Identifying host dependency factors of viruses for therapeutic treatment by a bioinformatics approach
Start: SS 2022 (still open!)
Background and Goals: With a death toll of over 120 million and increasing case numbers and emerging variants, the corona pandemic remains a public health emergency of international concern. Treatment options are largely supportive, but not specific. The application of virus directed treatments is limited as viruses adapt to changing environmental conditions, particularly when they are under selection pressure. Therefore, employing host-directed antiviral therapy to disrupt the virus life cycle is of great importance.

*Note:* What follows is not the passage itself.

//! HTTP access for fetching the assets bundle, with retry on transient failures.

mod client;
mod retry;

pub use client::{HttpClient, build_http_client};
pub use retry::{MAX_RETRIES, NonRetryableError, RETRY_DELAY_MS, check_retryable, classify_error};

We are analyzing the life cycle of several infection causing pathogens inside host cells and particularly corona viruses comprising entry, replication and release of the pathogen. Together with partners in Frankfurt and Heidelberg, we are performing gene knockdown screens on corona viruses infected human host cells. Together with a range of omics, genomics and other data, we aim to identify host dependency factors. These are proteins in the human host cell which are essential for the pathogens, but are not for the cell. For these, we want to identify drugs efficently inhibiting such proteins leading to antiviral and antibiotic therapeutics.
Our high level goals are to
- identify druggable host dependency factors from multi-omics data, and
- study the cellular pathomechanisms at the molecular level based on multi-level profiling facilitated by network analysis.
Outcomes from our analyses will be implemented and validated in vitro using pandemic pathogens, including influenza and coronaviruses as infectious model systems in Frankfurt. Drug screenings and multi-scale microscopic imaging will be performed in Heidelberg
Methods: We analyse data using basic statistics and machine learning. For this, the R programming environment is used (www.r-project.org)
Application requirements: You should have a completed Bachelor's degree in molecular medicine, biology, virology, biotechnology, bioinformatics (or an equivalent subject). A basic knowledge of cell biology is required. Basic programming knowledge and skills would be good but ars not necessary, you will learn this during your thesis. Similarly, a machine learning or modeling background would be good, but is not necessary. In turn, you should have a lively interest in systematically detecting functional patterns in high dimensional data and gene networks.